> _Saved entries_:
———

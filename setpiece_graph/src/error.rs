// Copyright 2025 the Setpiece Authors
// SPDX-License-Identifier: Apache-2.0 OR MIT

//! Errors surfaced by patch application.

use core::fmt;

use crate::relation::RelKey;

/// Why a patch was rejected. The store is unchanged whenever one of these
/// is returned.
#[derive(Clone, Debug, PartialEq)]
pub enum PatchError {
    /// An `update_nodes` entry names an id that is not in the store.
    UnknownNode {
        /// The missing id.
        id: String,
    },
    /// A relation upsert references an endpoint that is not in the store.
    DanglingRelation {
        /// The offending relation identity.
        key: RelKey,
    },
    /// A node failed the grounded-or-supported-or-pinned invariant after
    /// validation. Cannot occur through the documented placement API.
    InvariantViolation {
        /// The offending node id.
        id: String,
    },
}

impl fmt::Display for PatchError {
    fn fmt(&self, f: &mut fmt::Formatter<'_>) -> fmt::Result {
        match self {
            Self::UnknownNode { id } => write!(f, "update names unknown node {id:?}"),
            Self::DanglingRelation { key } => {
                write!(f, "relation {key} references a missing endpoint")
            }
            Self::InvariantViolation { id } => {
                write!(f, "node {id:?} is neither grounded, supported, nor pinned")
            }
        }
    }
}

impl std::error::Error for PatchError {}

———

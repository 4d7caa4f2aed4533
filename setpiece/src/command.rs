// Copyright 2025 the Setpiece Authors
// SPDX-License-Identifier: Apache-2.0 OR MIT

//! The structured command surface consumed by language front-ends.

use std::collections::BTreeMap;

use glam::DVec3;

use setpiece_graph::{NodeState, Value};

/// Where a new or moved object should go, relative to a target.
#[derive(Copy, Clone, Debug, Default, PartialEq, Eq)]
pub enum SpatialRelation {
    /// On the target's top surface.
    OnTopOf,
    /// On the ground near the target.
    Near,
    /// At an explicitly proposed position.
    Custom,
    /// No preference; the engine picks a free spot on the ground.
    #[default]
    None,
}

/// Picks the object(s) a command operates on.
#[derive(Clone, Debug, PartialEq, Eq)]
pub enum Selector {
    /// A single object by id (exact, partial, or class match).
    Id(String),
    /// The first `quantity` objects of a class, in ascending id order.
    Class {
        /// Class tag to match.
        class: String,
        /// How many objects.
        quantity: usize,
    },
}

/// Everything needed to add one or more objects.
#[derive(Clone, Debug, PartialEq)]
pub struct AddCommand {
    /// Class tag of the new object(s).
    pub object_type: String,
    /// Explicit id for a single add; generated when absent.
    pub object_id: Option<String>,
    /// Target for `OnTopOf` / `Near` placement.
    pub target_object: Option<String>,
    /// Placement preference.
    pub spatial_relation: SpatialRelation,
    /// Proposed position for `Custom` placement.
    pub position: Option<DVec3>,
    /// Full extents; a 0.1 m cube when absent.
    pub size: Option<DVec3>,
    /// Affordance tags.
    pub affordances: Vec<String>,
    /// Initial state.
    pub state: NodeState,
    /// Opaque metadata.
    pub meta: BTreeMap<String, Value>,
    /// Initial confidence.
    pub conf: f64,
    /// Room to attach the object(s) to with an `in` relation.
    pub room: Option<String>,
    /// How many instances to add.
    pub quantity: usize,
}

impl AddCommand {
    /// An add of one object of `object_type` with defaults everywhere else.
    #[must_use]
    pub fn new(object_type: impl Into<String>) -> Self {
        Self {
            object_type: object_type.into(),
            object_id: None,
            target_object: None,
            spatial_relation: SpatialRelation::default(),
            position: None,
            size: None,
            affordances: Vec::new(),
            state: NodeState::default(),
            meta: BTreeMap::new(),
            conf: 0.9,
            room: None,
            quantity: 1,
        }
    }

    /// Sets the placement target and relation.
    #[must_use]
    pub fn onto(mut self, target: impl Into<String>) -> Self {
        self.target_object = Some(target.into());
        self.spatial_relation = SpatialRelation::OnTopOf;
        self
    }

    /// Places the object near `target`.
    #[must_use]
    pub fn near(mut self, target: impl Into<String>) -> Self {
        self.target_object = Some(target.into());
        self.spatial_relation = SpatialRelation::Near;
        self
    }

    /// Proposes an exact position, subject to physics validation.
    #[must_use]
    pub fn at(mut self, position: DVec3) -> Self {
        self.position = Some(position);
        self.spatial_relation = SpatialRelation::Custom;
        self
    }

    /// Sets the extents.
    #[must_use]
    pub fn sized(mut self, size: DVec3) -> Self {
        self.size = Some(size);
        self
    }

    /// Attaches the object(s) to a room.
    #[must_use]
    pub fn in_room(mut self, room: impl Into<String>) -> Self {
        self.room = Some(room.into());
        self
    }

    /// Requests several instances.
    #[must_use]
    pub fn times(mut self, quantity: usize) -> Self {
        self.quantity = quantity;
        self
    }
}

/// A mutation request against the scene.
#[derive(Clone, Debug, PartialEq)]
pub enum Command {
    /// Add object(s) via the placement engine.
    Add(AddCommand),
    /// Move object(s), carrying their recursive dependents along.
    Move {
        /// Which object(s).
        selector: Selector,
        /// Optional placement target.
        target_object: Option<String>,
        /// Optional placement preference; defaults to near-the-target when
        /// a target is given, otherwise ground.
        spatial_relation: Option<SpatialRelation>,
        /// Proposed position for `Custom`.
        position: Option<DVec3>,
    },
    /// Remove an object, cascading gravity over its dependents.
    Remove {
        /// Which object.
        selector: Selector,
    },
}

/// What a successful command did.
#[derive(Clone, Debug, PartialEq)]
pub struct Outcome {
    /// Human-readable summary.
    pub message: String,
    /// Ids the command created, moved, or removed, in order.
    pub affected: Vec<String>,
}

———

> _What you will do_:
Search the records for the string "quantity", and copy every line that holds it.

> _Answer space_:
    /// The first `quantity` objects of a class, in ascending id order.
        quantity: usize,
    pub quantity: usize,
            quantity: 1,
    pub fn times(mut self, quantity: usize) -> Self {
        self.quantity = quantity;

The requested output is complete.